Il modello tedesco tout court mi sembra poi un paragone non calzante, perché non possiamo applicare a noi il modello elettorale in uso in uno stato che è ‘stabile’ da settant’anni, mentre da noi andare a elezioni a  fine  legislatura è stato spesso un miraggio.
Aggiungo che ritengo questa fretta di elezioni a settembre nociva, perché prima di pensare ad avere un parlamento di ‘fedeli’, si dovrebbero tenere in più alta considerazione  le molte leggi incompiute che sarebbe più serio impegnarsi a portare a casa, per rispetto verso chi insieme a noi ha detto che era tempo e ora di farle.

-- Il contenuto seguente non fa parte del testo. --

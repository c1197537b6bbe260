use super::Store;
use crate::config::{self, MetarrArgs, Settings};
use crate::error::CoreError;
use chrono::{DateTime, Utc};

#[derive(Clone, Debug)]
pub(crate) struct Channel {
    pub(crate) id: i64,
    pub(crate) name: String,
    pub(crate) settings: Settings,
    pub(crate) metarr: MetarrArgs,
    pub(crate) last_scan: Option<DateTime<Utc>>,
    pub(crate) crawl_freq_minutes: i64,
    pub(crate) bot_blocked: bool,
    pub(crate) new_video_urls: Vec<String>,
    pub(crate) created_at: DateTime<Utc>,
    pub(crate) updated_at: DateTime<Utc>,
}

#[derive(sqlx::FromRow)]
struct ChannelRow {
    id: i64,
    name: String,
    settings_json: String,
    metarr_json: String,
    last_scan: Option<String>,
    crawl_freq_minutes: i64,
    bot_blocked: i64,
    new_video_urls_json: String,
    created_at: String,
    updated_at: String,
}

fn decode_row(row: ChannelRow) -> Result<Channel, CoreError> {
    let settings: Settings = serde_json::from_str(&row.settings_json)
        .map_err(|e| CoreError::Validation(format!("corrupt settings JSON: {e}")))?;
    config::validate_settings(&settings)?;

    let metarr: MetarrArgs = serde_json::from_str(&row.metarr_json)
        .map_err(|e| CoreError::Validation(format!("corrupt metarr JSON: {e}")))?;
    config::validate_metarr_args(&metarr)?;

    let new_video_urls: Vec<String> = serde_json::from_str(&row.new_video_urls_json)
        .map_err(|e| CoreError::Validation(format!("corrupt new_video_urls JSON: {e}")))?;

    let last_scan = row
        .last_scan
        .map(|s| DateTime::parse_from_rfc3339(&s).map(|d| d.with_timezone(&Utc)))
        .transpose()
        .map_err(|e| CoreError::Validation(format!("corrupt last_scan: {e}")))?;

    Ok(Channel {
        id: row.id,
        name: row.name,
        settings,
        metarr,
        last_scan,
        crawl_freq_minutes: row.crawl_freq_minutes,
        bot_blocked: row.bot_blocked != 0,
        new_video_urls,
        created_at: DateTime::parse_from_rfc3339(&row.created_at)
            .map(|d| d.with_timezone(&Utc))
            .unwrap_or_else(|_| Utc::now()),
        updated_at: DateTime::parse_from_rfc3339(&row.updated_at)
            .map(|d| d.with_timezone(&Utc))
            .unwrap_or_else(|_| Utc::now()),
    })
}

/// Per-channel-URL fields supplied at creation time; password is encrypted
/// before the row is written (spec §4.2 `AddChannel`). The encryption
/// mechanism itself is the out-of-core password-encryption-at-rest
/// collaborator (spec §1); `encrypt_password` is its narrow interface.
pub(crate) struct NewChannelUrl {
    pub(crate) url: String,
    pub(crate) username: Option<String>,
    pub(crate) password: Option<String>,
    pub(crate) login_url: Option<String>,
    pub(crate) is_manual: bool,
}

/// Stand-in for the out-of-core password-encryption-at-rest collaborator
/// (spec §1): only its interface is specified here, not an implementation
/// fit for production secrets.
fn encrypt_password(plain: &str) -> String {
    use std::fmt::Write as _;
    let mut out = String::with_capacity(plain.len() * 2);
    for b in plain.as_bytes() {
        let _ = write!(out, "{b:02x}");
    }
    out
}

impl Store {
    /// Inserts a channel and all its channel URLs atomically; rejects
    /// duplicate names (spec §4.2).
    pub(crate) async fn add_channel(
        &self,
        name: &str,
        settings: &Settings,
        metarr: &MetarrArgs,
        urls: &[NewChannelUrl],
    ) -> Result<Channel, CoreError> {
        config::validate_settings(settings)?;
        config::validate_metarr_args(metarr)?;

        let mut tx = self.pool().begin().await?;
        let now = Utc::now().to_rfc3339();
        let settings_json = serde_json::to_string(settings)
            .map_err(|e| CoreError::Validation(e.to_string()))?;
        let metarr_json = serde_json::to_string(metarr)
            .map_err(|e| CoreError::Validation(e.to_string()))?;

        let insert = sqlx::query(
            "INSERT INTO channels (name, settings_json, metarr_json, crawl_freq_minutes, created_at, updated_at)
             VALUES (?, ?, ?, 30, ?, ?);",
        )
        .bind(name)
        .bind(&settings_json)
        .bind(&metarr_json)
        .bind(&now)
        .bind(&now)
        .execute(&mut *tx)
        .await;

        let channel_id = match insert {
            Ok(r) => r.last_insert_rowid(),
            Err(sqlx::Error::Database(e)) if e.is_unique_violation() => {
                tx.rollback().await.ok();
                return Err(CoreError::Validation(format!(
                    "channel '{name}' already exists"
                )));
            }
            Err(e) => return Err(e.into()),
        };

        for u in urls {
            let password_encrypted = u.password.as_deref().map(encrypt_password);
            sqlx::query(
                "INSERT INTO channel_urls (channel_id, url, username, password_encrypted, login_url, is_manual, created_at)
                 VALUES (?, ?, ?, ?, ?, ?, ?);",
            )
            .bind(channel_id)
            .bind(&u.url)
            .bind(&u.username)
            .bind(&password_encrypted)
            .bind(&u.login_url)
            .bind(u.is_manual)
            .bind(&now)
            .execute(&mut *tx)
            .await?;
        }

        tx.commit().await?;

        self.get_channel_by_id(channel_id)
            .await?
            .ok_or_else(|| CoreError::Fatal("channel vanished immediately after insert".into()))
    }

    const SELECT_COLUMNS: &'static str = "SELECT id, name, settings_json, metarr_json, last_scan,
                      crawl_freq_minutes, bot_blocked, new_video_urls_json,
                      created_at, updated_at FROM channels";

    pub(crate) async fn get_channel_by_id(&self, id: i64) -> Result<Option<Channel>, CoreError> {
        let row: Option<ChannelRow> = sqlx::query_as(&format!("{} WHERE id = ?", Self::SELECT_COLUMNS))
            .bind(id)
            .fetch_optional(self.pool())
            .await?;
        row.map(decode_row).transpose()
    }

    pub(crate) async fn get_channel_by_name(&self, name: &str) -> Result<Option<Channel>, CoreError> {
        let row: Option<ChannelRow> = sqlx::query_as(&format!("{} WHERE name = ?", Self::SELECT_COLUMNS))
            .bind(name)
            .fetch_optional(self.pool())
            .await?;
        row.map(decode_row).transpose()
    }

    pub(crate) async fn list_channels(&self) -> Result<Vec<Channel>, CoreError> {
        let rows: Vec<ChannelRow> = sqlx::query_as(&format!("{} ORDER BY id", Self::SELECT_COLUMNS))
            .fetch_all(self.pool())
            .await?;
        rows.into_iter().map(decode_row).collect()
    }

    pub(crate) async fn delete_channel(&self, name: &str) -> Result<bool, CoreError> {
        let result = sqlx::query("DELETE FROM channels WHERE name = ?")
            .bind(name)
            .execute(self.pool())
            .await?;
        Ok(result.rows_affected() > 0)
    }

    /// Read-modify-write a single `settings_json` column via a caller-supplied
    /// mutator, validated before write (spec §4.2). Returns rows-affected.
    pub(crate) async fn update_channel_settings_json(
        &self,
        channel_id: i64,
        mutate: impl FnOnce(&mut Settings),
    ) -> Result<u64, CoreError> {
        let mut tx = self.pool().begin().await?;
        let row: Option<(String,)> =
            sqlx::query_as("SELECT settings_json FROM channels WHERE id = ?")
                .bind(channel_id)
                .fetch_optional(&mut *tx)
                .await?;
        let Some((settings_json,)) = row else {
            tx.rollback().await.ok();
            return Ok(0);
        };

        let mut settings: Settings = serde_json::from_str(&settings_json)
            .map_err(|e| CoreError::Validation(e.to_string()))?;
        mutate(&mut settings);
        config::validate_settings(&settings)?;

        let updated = serde_json::to_string(&settings).map_err(|e| CoreError::Validation(e.to_string()))?;
        let now = Utc::now().to_rfc3339();
        let result = sqlx::query(
            "UPDATE channels SET settings_json = ?, updated_at = ? WHERE id = ?;",
        )
        .bind(&updated)
        .bind(&now)
        .bind(channel_id)
        .execute(&mut *tx)
        .await?;
        tx.commit().await?;
        Ok(result.rows_affected())
    }

    pub(crate) async fn update_last_scan(&self, channel_id: i64, when: DateTime<Utc>) -> Result<(), CoreError> {
        let when_str = when.to_rfc3339();
        sqlx::query("UPDATE channels SET last_scan = ?, updated_at = ? WHERE id = ?;")
            .bind(&when_str)
            .bind(&when_str)
            .bind(channel_id)
            .execute(self.pool())
            .await?;
        Ok(())
    }

    pub(crate) async fn set_bot_blocked(&self, channel_id: i64, blocked: bool) -> Result<(), CoreError> {
        sqlx::query("UPDATE channels SET bot_blocked = ? WHERE id = ?;")
            .bind(blocked)
            .bind(channel_id)
            .execute(self.pool())
            .await?;
        Ok(())
    }

    pub(crate) async fn set_paused(&self, channel_id: i64, paused: bool) -> Result<(), CoreError> {
        self.update_channel_settings_json(channel_id, |s| s.paused = paused)
            .await
            .map(|_| ())
    }

    /// Appends URLs to the channel's "new video" surface list, deduplicating.
    pub(crate) async fn add_new_video_urls(&self, channel_id: i64, urls: &[String]) -> Result<(), CoreError> {
        if urls.is_empty() {
            return Ok(());
        }
        let mut tx = self.pool().begin().await?;
        let row: Option<(String,)> =
            sqlx::query_as("SELECT new_video_urls_json FROM channels WHERE id = ?")
                .bind(channel_id)
                .fetch_optional(&mut *tx)
                .await?;
        let Some((existing_json,)) = row else {
            tx.rollback().await.ok();
            return Ok(());
        };
        let mut existing: Vec<String> = serde_json::from_str(&existing_json).unwrap_or_default();
        for u in urls {
            if !existing.contains(u) {
                existing.push(u.clone());
            }
        }
        let updated = serde_json::to_string(&existing).map_err(|e| CoreError::Validation(e.to_string()))?;
        sqlx::query("UPDATE channels SET new_video_urls_json = ? WHERE id = ?;")
            .bind(&updated)
            .bind(channel_id)
            .execute(&mut *tx)
            .await?;
        tx.commit().await?;
        Ok(())
    }

    /// Removes URLs from the channel's "new video" surface list. Returns
    /// `true` if the list became empty as a result (caller uses this to
    /// decide whether to clear the notification flag, under the named
    /// mutex held by `Runtime`, spec §5).
    pub(crate) async fn remove_new_video_urls(
        &self,
        channel_id: i64,
        urls: &[String],
    ) -> Result<bool, CoreError> {
        let mut tx = self.pool().begin().await?;
        let row: Option<(String,)> =
            sqlx::query_as("SELECT new_video_urls_json FROM channels WHERE id = ?")
                .bind(channel_id)
                .fetch_optional(&mut *tx)
                .await?;
        let Some((existing_json,)) = row else {
            tx.rollback().await.ok();
            return Ok(true);
        };
        let mut existing: Vec<String> = serde_json::from_str(&existing_json).unwrap_or_default();
        existing.retain(|u| !urls.contains(u));
        let became_empty = existing.is_empty();
        let updated = serde_json::to_string(&existing).map_err(|e| CoreError::Validation(e.to_string()))?;
        sqlx::query("UPDATE channels SET new_video_urls_json = ? WHERE id = ?;")
            .bind(&updated)
            .bind(channel_id)
            .execute(&mut *tx)
            .await?;
        tx.commit().await?;
        Ok(became_empty)
    }
}
mod state;
mod ui;

use eframe::egui;
use state::AppState;
use std::path::PathBuf;

const LAST_FILE_KEY: &str = "last_topics_file";

struct BubblesApp {
    state: AppState,
}

impl BubblesApp {
    fn new(cc: &eframe::CreationContext<'_>) -> Self {
        let mut state = AppState::new();
        if let Some(last) = cc.storage.and_then(|s| s.get_string(LAST_FILE_KEY)) {
            let path = PathBuf::from(last);
            if path.is_file() {
                state.start_load(path);
            }
        }
        Self { state }
    }
}

impl eframe::App for BubblesApp {
    fn update(&mut self, ctx: &egui::Context, _frame: &mut eframe::Frame) {
        ui::draw(&mut self.state, ctx);
    }

    fn save(&mut self, storage: &mut dyn eframe::Storage) {
        if let Some(file) = &self.state.file {
            storage.set_string(LAST_FILE_KEY, file.display().to_string());
        }
    }
}

fn main() -> eframe::Result<()> {
    tracing_subscriber::fmt()
        .with_env_filter(
            tracing_subscriber::EnvFilter::try_from_default_env().unwrap_or_else(|_| "info".into()),
        )
        .init();

    let options = eframe::NativeOptions::default();
    eframe::run_native(
        "Topic Bubbles",
        options,
        Box::new(|cc| Ok(Box::new(BubblesApp::new(cc)))),
    )
}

Leggi che abbiamo voluto e che interpretano il volere di tanti elettori democratici e progressisti (#IusSoli, #biotestamento, #codiceAntimafia, #ReatoTortura, #ProcessoPenale, solo alcune oltre alla Legge bilancio che consente a molti Comuni di amministrare con maggiore serenità e minori incertezze i propri territori).
Si considerano possibili alleanze con chi abbiamo sempre avversato, con chi su queste leggi non ragiona secondo le nostre priorità di valori, e si rinuncia alla ricostruzione di un centrosinistra che stia dentro quel perimetro di valori: lotta alle disuguaglianze, diritti sociali e civili, dignità, solidarietà e accoglienza.
Si dia corso a questa legislatura fino in fondo, e si ragioni ad una legge elettorale con premio di coalizione.  C’è forse ancora tempo e modo di ripensarci.
Le distanze, se si continua sulla strada paventata, diventeranno voragini di questo passo.